Even here in Upper Egypt where vendetta is a long-established tradition, villagers were at a loss to explain the hatred which had prompted a handful of gunmen from the Abdel Haleem family to mount the deadly ambush against their bitter rivals the Hanashats on Saturday morning.

“Nobody imagined it would come to this,” said mayor Abdel Qader Mustafa as some 30 riot police, armed with Kalashnikovs, patrolled his village amid the maize fields, some 400 kilometres south of Cairo.

“We must at all costs prevent things from degenerating,” he told AFP.

“We must try to mediate but nothing will be possible for a month. The anger is very high among the Hanashats.

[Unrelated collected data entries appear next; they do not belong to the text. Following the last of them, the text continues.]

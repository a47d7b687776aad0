//! Application state
//!
//! Wires configuration into concrete collaborators and hands the assembled
//! workflow to the handlers. Everything is constructed here and injected by
//! reference; there are no module-level singletons.

use std::sync::Arc;
use std::time::Duration;

use lead_agent_agent::{QualificationWorkflow, WorkflowConfig};
use lead_agent_config::Settings;
use lead_agent_core::{ConversationLog, LeadStore, Notifier, Responder};
use lead_agent_llm::{
    ClaudeBackend, ClaudeConfig, LlmBackend, LlmConfig, OllamaBackend, PromptBuilder,
    TieredResponder,
};
use lead_agent_notify::{
    ResendConfig, ResendMailer, SalesNotifier, SimulatedNotifier, TwilioClient, TwilioConfig,
};
use lead_agent_persistence::{InMemoryStore, SupabaseConfig, SupabaseStore};

use crate::session::SessionManager;
use crate::ServerError;

/// Brand the responder persona speaks for.
const COMPANY_NAME: &str = "Everest View Property";

/// Application state
#[derive(Clone)]
pub struct AppState {
    pub config: Arc<Settings>,
    pub sessions: Arc<SessionManager>,
    pub workflow: Arc<QualificationWorkflow>,
}

impl AppState {
    /// Assemble collaborators from settings and build the workflow.
    pub fn from_settings(config: Settings) -> Result<Self, ServerError> {
        let responder = build_responder(&config)?;
        let (leads, conversations) = build_stores(&config)?;
        let notifier = build_notifier(&config)?;

        let workflow = QualificationWorkflow::new(
            WorkflowConfig {
                responder_timeout: Duration::from_secs(config.routing.responder_timeout_secs),
                stagnation_threshold: config.routing.stagnation_threshold,
                needs_review_after: config.routing.needs_review_after,
            },
            responder,
            leads,
            conversations,
            notifier,
        );

        let sessions = SessionManager::new(
            config.server.max_sessions,
            Duration::from_secs(config.server.session_timeout_secs),
        );

        Ok(Self {
            config: Arc::new(config),
            sessions: Arc::new(sessions),
            workflow: Arc::new(workflow),
        })
    }
}

fn build_responder(config: &Settings) -> Result<Arc<dyn Responder>, ServerError> {
    let local = OllamaBackend::new(LlmConfig {
        model: config.llm.local_model.clone(),
        endpoint: config.llm.local_endpoint.clone(),
        api_key: None,
        max_tokens: config.llm.max_tokens,
        temperature: config.llm.temperature,
        timeout: Duration::from_secs(config.llm.timeout_secs),
        max_retries: config.llm.max_retries,
        initial_backoff: Duration::from_millis(100),
    })
    .map_err(|e| ServerError::Init(e.to_string()))?;

    // Cloud tier is optional: without a key, escalated turns use the local
    // model
    let api_key = config
        .llm
        .cloud_api_key
        .clone()
        .or_else(|| std::env::var("ANTHROPIC_API_KEY").ok())
        .unwrap_or_default();

    let cloud: Option<Box<dyn LlmBackend>> = if api_key.is_empty() {
        tracing::warn!("No Anthropic API key configured; cloud tier disabled");
        None
    } else {
        let backend = ClaudeBackend::new(
            ClaudeConfig::new(api_key)
                .with_model(config.llm.cloud_model.clone())
                .with_max_tokens(config.llm.max_tokens)
                .with_temperature(config.llm.temperature),
        )
        .map_err(|e| ServerError::Init(e.to_string()))?;
        Some(Box::new(backend))
    };

    Ok(Arc::new(TieredResponder::new(
        Box::new(local),
        cloud,
        PromptBuilder::new(COMPANY_NAME),
    )))
}

fn build_stores(
    config: &Settings,
) -> Result<(Arc<dyn LeadStore>, Arc<dyn ConversationLog>), ServerError> {
    if config.persistence.enabled && config.persistence.has_supabase() {
        let store = SupabaseStore::new(SupabaseConfig::new(
            config.persistence.supabase_url.clone().unwrap_or_default(),
            config.persistence.supabase_key.clone().unwrap_or_default(),
        ))
        .map_err(|e| ServerError::Init(e.to_string()))?;

        tracing::info!("Supabase persistence enabled");
        let store = Arc::new(store);
        Ok((store.clone(), store))
    } else {
        tracing::info!("Persistence disabled, using in-memory store");
        let store = Arc::new(InMemoryStore::new());
        Ok((store.clone(), store))
    }
}

fn build_notifier(config: &Settings) -> Result<Arc<dyn Notifier>, ServerError> {
    let n = &config.notifications;

    if n.simulate {
        tracing::info!("Notifications simulated (logged, not sent)");
        return Ok(Arc::new(SimulatedNotifier::new()));
    }

    let twilio = if n.has_twilio() {
        Some(
            TwilioClient::new(TwilioConfig::new(
                n.twilio_account_sid.clone().unwrap_or_default(),
                n.twilio_auth_token.clone().unwrap_or_default(),
                n.twilio_from_number.clone().unwrap_or_default(),
            ))
            .map_err(|e| ServerError::Init(e.to_string()))?,
        )
    } else {
        tracing::warn!("Twilio not configured; SMS and calls will be mocked");
        None
    };

    let mailer = if n.has_resend() {
        Some(
            ResendMailer::new(ResendConfig::new(
                n.resend_api_key.clone().unwrap_or_default(),
            ))
            .map_err(|e| ServerError::Init(e.to_string()))?,
        )
    } else {
        tracing::warn!("Resend not configured; emails will be mocked");
        None
    };

    Ok(Arc::new(SalesNotifier::new(
        twilio,
        mailer,
        n.sales_team_phone.clone(),
        n.sales_team_email.clone(),
        n.email_from.clone(),
    )))
}

#[cfg(test)]
mod tests {
    use super::*;

    #[test]
    fn test_state_from_default_settings() {
        let state = AppState::from_settings(Settings::default()).unwrap();
        assert_eq!(state.sessions.count(), 0);
    }
}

They refuse to receive condolences.

“Once the Hanashats are better disposed, we will bring notables, religious leaders, deputies, to help sort things out.”

The family lost most of their menfolk when the gunmen opened fire on two minibuses taking them to the provincial capital of Sohag on Saturday for the trial of two relatives accused of the April murder of an Abdel Haleem.

Just three men survived the ambush by ducking down in their seats — 21 adults and an eight-year-old boy were killed in what authorities described as the worst vendetta in Egypt in nearly a decade.

Neighbours said that anxious police had denied the Hanashats the opportunity to hold a funeral — officers quietly buried the bodies of the dead overnight without any family present.

Riot police set up checkpoints outside the homes of both families and closely monitored all coming and goings.

Neighbours said that only women were left inside the Abdel Haleem household — the men had all long since fled into dusty hills above the village for fear of being picked up by police.

A police source identified five of the gunmen later on Sunday as: Sami Taher Mahmud, Mamduh Amin Mahmud, Mohammed Abdel Shafi Mahmud, Mamduh Tamam Abdul Rahim and his father Tammam Abdul Rahim.

Villagers said the hatred between the Abdel Haleems and the Hanashats went back well over a decade.

There was no communal dimension to the rivalry in a region long marred by attacks on the Coptic Christian minority.

“It all started with disputes between children, during a marriage. They used to accuse each other of being hooligans,” villager Nageh Amin recalled.

“Then when they grew up, they started killing each other.”

In April, when an Abdel Haleem was murdered, suspicion immediately fell on two Hanashats — Helmi Ahmed and Ali Mahmoud — who were known to have sworn revenge for the killing of a Hanashat 11 years ago.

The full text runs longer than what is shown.